On the influence and role of alkali metals on supported and unsupported activated hydrotalcites for CO2 sorption

To increase the CO2 capture capacity of hydrotalcites, the influence of alkali (K, Na) metal carbonate loading of activated supported and unsupported hydrotalcites (HTact) on their CO2 capture properties was investigated. The alkali-loaded supported hydrotalcites adsorb at 523 K, depending on the alkali metal (Na or K) and the preparation method, 1.7−2.2 mmol CO2 g−1HT which exceeds the capacity of unloaded supported HT (1.3 mmol CO2 g−1HT) and K-loaded unsupported HT (0.3 mmol.g−1). The key for the increase in capacity in alkali-loaded HT is a close contact at least at a mesoscopic level between HT and alkali metal carbonate.
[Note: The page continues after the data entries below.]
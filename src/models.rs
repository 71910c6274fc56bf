// Copyright (c) 2025 Piastre Maintainers.
// All rights reserved.
//
// This source code is licensed under the license found in the
// LICENSE file in the root directory of this source tree.

use std::fmt;
use std::str::FromStr;

use chrono::NaiveDate;
use rust_decimal::Decimal;
use serde::{Deserialize, Serialize};

use crate::errors::ValidationError;

/// Closed currency set. EGP is the base currency everywhere.
#[derive(Debug, Clone, Copy, PartialEq, Eq, Hash, Default, Serialize, Deserialize)]
#[serde(rename_all = "UPPERCASE")]
pub enum Currency {
    #[default]
    Egp,
    Usd,
}

impl Currency {
    pub fn code(self) -> &'static str {
        match self {
            Currency::Egp => "EGP",
            Currency::Usd => "USD",
        }
    }
}

impl fmt::Display for Currency {
    fn fmt(&self, f: &mut fmt::Formatter<'_>) -> fmt::Result {
        f.write_str(self.code())
    }
}

impl FromStr for Currency {
    type Err = ValidationError;

    fn from_str(s: &str) -> Result<Self, Self::Err> {
        match s.to_uppercase().as_str() {
            "EGP" => Ok(Currency::Egp),
            "USD" => Ok(Currency::Usd),
            other => Err(ValidationError::UnknownCurrency(other.to_string())),
        }
    }
}

pub const MAX_CATEGORY_NAME_LEN: usize = 30;

/// Icon identifiers a category may carry.
pub const ICONS: &[&str] = &[
    "restaurant", "fast-food", "cafe", "beer",
    "car", "bus", "airplane", "bicycle",
    "bag-handle", "cart", "shirt", "gift",
    "receipt", "home", "flash", "wifi",
    "film", "game-controller", "musical-notes", "headset",
    "medical", "fitness", "heart", "bandage",
    "school", "book", "library", "laptop",
    "cash", "card", "trending-up", "trending-down",
    "phone-portrait", "camera", "paw", "leaf",
    "ellipsis-horizontal-circle",
];

#[derive(Debug, Clone, Serialize, Deserialize)]
pub struct Account {
    pub id: i64,
    pub name: String,
    pub initial_balance: Decimal,
    pub currency: Currency,
}

#[derive(Debug, Clone, Serialize, Deserialize)]
pub struct Category {
    pub id: i64,
    pub name: String,
    pub icon: String,
    pub color: String,
    pub is_default: bool,
}

/// Per-type payload of a transaction. Which ids a transaction may carry is a
/// property of the variant: only transfers have a destination, only
/// expense/income may have a category.
#[derive(Debug, Clone, PartialEq, Serialize, Deserialize)]
#[serde(tag = "type", rename_all = "lowercase")]
pub enum TransactionKind {
    Expense {
        category_id: Option<i64>,
    },
    Income {
        category_id: Option<i64>,
    },
    Transfer {
        to_account_id: i64,
        /// Amount credited to the destination, in its own currency. Set only
        /// when the transfer crosses currencies.
        received_amount: Option<Decimal>,
    },
}

impl TransactionKind {
    pub fn type_str(&self) -> &'static str {
        match self {
            TransactionKind::Expense { .. } => "expense",
            TransactionKind::Income { .. } => "income",
            TransactionKind::Transfer { .. } => "transfer",
        }
    }

    pub fn category_id(&self) -> Option<i64> {
        match self {
            TransactionKind::Expense { category_id } | TransactionKind::Income { category_id } => {
                *category_id
            }
            TransactionKind::Transfer { .. } => None,
        }
    }

    pub fn transfer_to_account_id(&self) -> Option<i64> {
        match self {
            TransactionKind::Transfer { to_account_id, .. } => Some(*to_account_id),
            _ => None,
        }
    }

    pub fn received_amount(&self) -> Option<Decimal> {
        match self {
            TransactionKind::Transfer {
                received_amount, ..
            } => *received_amount,
            _ => None,
        }
    }
}

#[derive(Debug, Clone, PartialEq, Serialize, Deserialize)]
pub struct Transaction {
    pub id: i64,
    pub description: String,
    /// Always positive, in the currency of the source account. Direction is
    /// implied by the kind.
    pub amount: Decimal,
    pub date: NaiveDate,
    pub account_id: i64,
    #[serde(flatten)]
    pub kind: TransactionKind,
}

impl Transaction {
    /// True when the account is the source or the transfer destination.
    pub fn touches_account(&self, account_id: i64) -> bool {
        self.account_id == account_id || self.kind.transfer_to_account_id() == Some(account_id)
    }
}

/// Unpersisted transaction fields, as accepted by the mutation entry points.
#[derive(Debug, Clone, PartialEq, Serialize, Deserialize)]
pub struct TransactionDraft {
    pub description: String,
    pub amount: Decimal,
    pub date: NaiveDate,
    pub account_id: i64,
    #[serde(flatten)]
    pub kind: TransactionKind,
}

impl TransactionDraft {
    pub fn into_transaction(self, id: i64) -> Transaction {
        Transaction {
            id,
            description: self.description,
            amount: self.amount,
            date: self.date,
            account_id: self.account_id,
            kind: self.kind,
        }
    }
}
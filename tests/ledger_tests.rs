// Copyright (c) 2025 Piastre Maintainers.
// All rights reserved.
//
// This source code is licensed under the license found in the
// LICENSE file in the root directory of this source tree.

use chrono::NaiveDate;
use piastre::currency::RateTable;
use piastre::ledger::Ledger;
use piastre::models::{Account, Currency, Transaction, TransactionKind};
use rust_decimal::Decimal;

fn d(n: i64) -> Decimal {
    Decimal::from(n)
}

fn date(s: &str) -> NaiveDate {
    NaiveDate::parse_from_str(s, "%Y-%m-%d").unwrap()
}

fn account(id: i64, name: &str, initial: i64, currency: Currency) -> Account {
    Account {
        id,
        name: name.into(),
        initial_balance: d(initial),
        currency,
    }
}

fn tx(id: i64, account_id: i64, amount: i64, kind: TransactionKind) -> Transaction {
    Transaction {
        id,
        description: format!("tx {id}"),
        amount: d(amount),
        date: date("2025-08-01"),
        account_id,
        kind,
    }
}

fn income() -> TransactionKind {
    TransactionKind::Income { category_id: None }
}

fn expense() -> TransactionKind {
    TransactionKind::Expense { category_id: None }
}

fn transfer(to: i64, received: Option<i64>) -> TransactionKind {
    TransactionKind::Transfer {
        to_account_id: to,
        received_amount: received.map(d),
    }
}

#[test]
fn balance_of_fresh_account_is_initial_balance() {
    let ledger = Ledger::from_parts(
        vec![account(1, "Cash", 250, Currency::Egp)],
        vec![],
        vec![],
    );
    assert_eq!(ledger.balance(1), d(250));
}

#[test]
fn balance_of_unknown_account_is_zero() {
    let ledger = Ledger::from_parts(vec![account(1, "Cash", 250, Currency::Egp)], vec![], vec![]);
    assert_eq!(ledger.balance(99), Decimal::ZERO);
}

#[test]
fn income_expense_transfer_scenario() {
    let accounts = vec![
        account(1, "Cash", 0, Currency::Egp),
        account(2, "Savings", 0, Currency::Egp),
    ];
    let mut txs = vec![tx(1, 1, 500, income())];
    let ledger = Ledger::from_parts(accounts.clone(), vec![], txs.clone());
    assert_eq!(ledger.balance(1), d(500));

    txs.push(tx(2, 1, 200, expense()));
    let ledger = Ledger::from_parts(accounts.clone(), vec![], txs.clone());
    assert_eq!(ledger.balance(1), d(300));

    txs.push(tx(3, 1, 100, transfer(2, None)));
    let ledger = Ledger::from_parts(accounts, vec![], txs);
    assert_eq!(ledger.balance(1), d(200));
    assert_eq!(ledger.balance(2), d(100));
}

#[test]
fn balance_does_not_depend_on_transaction_order() {
    let accounts = vec![
        account(1, "Cash", 40, Currency::Egp),
        account(2, "Bank", 0, Currency::Egp),
    ];
    let txs = vec![
        tx(1, 1, 500, income()),
        tx(2, 1, 120, expense()),
        tx(3, 1, 60, transfer(2, None)),
        tx(4, 2, 15, expense()),
        tx(5, 2, 30, transfer(1, None)),
    ];
    let forward = Ledger::from_parts(accounts.clone(), vec![], txs.clone());
    let mut reversed_txs = txs.clone();
    reversed_txs.reverse();
    let reversed = Ledger::from_parts(accounts.clone(), vec![], reversed_txs);
    let mut rotated_txs = txs;
    rotated_txs.rotate_left(2);
    let rotated = Ledger::from_parts(accounts, vec![], rotated_txs);

    for id in [1, 2] {
        assert_eq!(forward.balance(id), reversed.balance(id));
        assert_eq!(forward.balance(id), rotated.balance(id));
    }
    assert_eq!(forward.balance(1), d(40) + d(500) - d(120) - d(60) + d(30));
    assert_eq!(forward.balance(2), d(60) - d(15) - d(30));
}

#[test]
fn same_currency_transfer_moves_exact_amount() {
    let accounts = vec![
        account(1, "Cash", 1000, Currency::Egp),
        account(2, "Savings", 0, Currency::Egp),
    ];
    let ledger = Ledger::from_parts(accounts, vec![], vec![tx(1, 1, 75, transfer(2, None))]);
    assert_eq!(ledger.balance(1), d(925));
    assert_eq!(ledger.balance(2), d(75));
}

#[test]
fn cross_currency_transfer_credits_received_amount() {
    let accounts = vec![
        account(1, "Dollars", 500, Currency::Usd),
        account(2, "Cash", 0, Currency::Egp),
    ];
    let ledger = Ledger::from_parts(accounts, vec![], vec![tx(1, 1, 100, transfer(2, Some(4700)))]);
    // source loses the sent amount, destination gains the received amount
    assert_eq!(ledger.balance(1), d(400));
    assert_eq!(ledger.balance(2), d(4700));
}

#[test]
fn total_balance_converts_into_target_currency() {
    let accounts = vec![
        account(1, "Cash", 100, Currency::Egp),
        account(2, "Dollars", 2, Currency::Usd),
    ];
    let ledger = Ledger::from_parts(accounts, vec![], vec![]);
    let rates = RateTable::from_usd_to_egp(d(50)).unwrap();
    assert_eq!(ledger.total_balance(Currency::Egp, &rates), d(200));
    assert_eq!(ledger.total_balance(Currency::Usd, &rates), d(4));
}

#[test]
fn total_balance_excludes_accounts_without_a_rate() {
    let accounts = vec![
        account(1, "Cash", 100, Currency::Egp),
        account(2, "Dollars", 2, Currency::Usd),
    ];
    let ledger = Ledger::from_parts(accounts, vec![], vec![]);
    // no rate table entries: the USD account is left out, not guessed at
    assert_eq!(
        ledger.total_balance(Currency::Egp, &RateTable::default()),
        d(100)
    );
}
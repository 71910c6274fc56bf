// Copyright (c) Piastre.
// All rights reserved.
//
// This source code is licensed under the license found in the
// LICENSE file in the root directory of this source tree.

//! In-memory mirror of the store and the balance math over it.
//!
//! One `Ledger` instance owns the canonical collections for a session. The
//! coordinator is the only writer; apply-methods run after the matching store
//! mutation succeeded, so readers always observe committed state.

use rusqlite::Connection;
use rust_decimal::Decimal;

use crate::currency::{convert, RateTable};
use crate::errors::StoreError;
use crate::models::{Account, Category, Currency, Transaction, TransactionKind};
use crate::store;

#[derive(Debug, Default)]
pub struct Ledger {
    accounts: Vec<Account>,
    categories: Vec<Category>,
    /// Most-recent-first display order. Balance math never depends on it.
    transactions: Vec<Transaction>,
}

impl Ledger {
    pub fn load(conn: &Connection) -> Result<Self, StoreError> {
        Ok(Ledger {
            accounts: store::fetch_accounts(conn)?,
            categories: store::fetch_categories(conn)?,
            transactions: store::fetch_transactions(conn)?,
        })
    }

    pub fn from_parts(
        accounts: Vec<Account>,
        categories: Vec<Category>,
        transactions: Vec<Transaction>,
    ) -> Self {
        Ledger {
            accounts,
            categories,
            transactions,
        }
    }

    pub fn accounts(&self) -> &[Account] {
        &self.accounts
    }

    pub fn categories(&self) -> &[Category] {
        &self.categories
    }

    pub fn transactions(&self) -> &[Transaction] {
        &self.transactions
    }

    pub fn account(&self, id: i64) -> Option<&Account> {
        self.accounts.iter().find(|a| a.id == id)
    }

    pub fn account_by_name(&self, name: &str) -> Option<&Account> {
        self.accounts.iter().find(|a| a.name == name)
    }

    pub fn category(&self, id: i64) -> Option<&Category> {
        self.categories.iter().find(|c| c.id == id)
    }

    pub fn category_by_name(&self, name: &str) -> Option<&Category> {
        self.categories.iter().find(|c| c.name == name)
    }

    pub fn transaction(&self, id: i64) -> Option<&Transaction> {
        self.transactions.iter().find(|t| t.id == id)
    }

    /// Balance of one account: initial balance folded with every transaction
    /// that touches it. Pure addition over the whole log, so the result does
    /// not depend on transaction order. An unknown account has balance zero.
    pub fn balance(&self, account_id: i64) -> Decimal {
        let Some(account) = self.account(account_id) else {
            return Decimal::ZERO;
        };
        let mut balance = account.initial_balance;
        for tx in &self.transactions {
            match &tx.kind {
                TransactionKind::Income { .. } if tx.account_id == account_id => {
                    balance += tx.amount;
                }
                TransactionKind::Expense { .. } if tx.account_id == account_id => {
                    balance -= tx.amount;
                }
                TransactionKind::Transfer {
                    to_account_id,
                    received_amount,
                } => {
                    if tx.account_id == account_id {
                        balance -= tx.amount;
                    }
                    if *to_account_id == account_id {
                        balance += received_amount.unwrap_or(tx.amount);
                    }
                }
                _ => {}
            }
        }
        balance
    }

    /// Sum of all account balances in `target`. Accounts whose currency has
    /// no rate in the table are left out; the total is incomplete rather
    /// than an error.
    pub fn total_balance(&self, target: Currency, rates: &RateTable) -> Decimal {
        self.accounts
            .iter()
            .filter_map(|a| convert(self.balance(a.id), a.currency, target, rates))
            .sum()
    }

    // Writers below are called by the coordinator once persistence succeeded.

    pub fn apply_account_added(&mut self, account: Account) {
        self.accounts.push(account);
    }

    pub fn apply_account_updated(&mut self, updated: Account) {
        if let Some(slot) = self.accounts.iter_mut().find(|a| a.id == updated.id) {
            *slot = updated;
        }
    }

    pub fn apply_account_deleted(&mut self, id: i64) {
        self.accounts.retain(|a| a.id != id);
    }

    pub fn apply_category_added(&mut self, category: Category) {
        self.categories.push(category);
    }

    pub fn apply_category_updated(&mut self, updated: Category) {
        if let Some(slot) = self.categories.iter_mut().find(|c| c.id == updated.id) {
            *slot = updated;
        }
    }

    pub fn apply_category_deleted(&mut self, id: i64) {
        self.categories.retain(|c| c.id != id);
    }

    /// Nulls out the category on every referencing transaction, mirroring the
    /// store-side unlink that runs when a category is deleted.
    pub fn apply_category_unlinked(&mut self, category_id: i64) {
        for tx in &mut self.transactions {
            match &mut tx.kind {
                TransactionKind::Expense { category_id: c } | TransactionKind::Income { category_id: c } => {
                    if *c == Some(category_id) {
                        *c = None;
                    }
                }
                TransactionKind::Transfer { .. } => {}
            }
        }
    }

    pub fn apply_transaction_added(&mut self, tx: Transaction) {
        self.transactions.insert(0, tx);
    }

    pub fn apply_transaction_updated(&mut self, updated: Transaction) {
        if let Some(slot) = self.transactions.iter_mut().find(|t| t.id == updated.id) {
            *slot = updated;
        }
    }

    pub fn apply_transaction_deleted(&mut self, id: i64) {
        self.transactions.retain(|t| t.id != id);
    }
}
The alkali metal carbonate could be successfully introduced either by impregnation of a K2CO3 solution on as-synthesized HT or by leaving residual K (or Na), from the synthesis, in the final material. The latter method is advocated since it omits a washing step after precipitation. The increase in capture capacity for alkali loaded HTs points to a higher concentration of defects (low-coordination oxygen sites) on the surface of the activated alkali loaded HTs compared to the unloaded HT. We propose that the higher concentration of adsorption sites is caused by the presence of Na+/K+ on the surface of Mg(Al)Ox.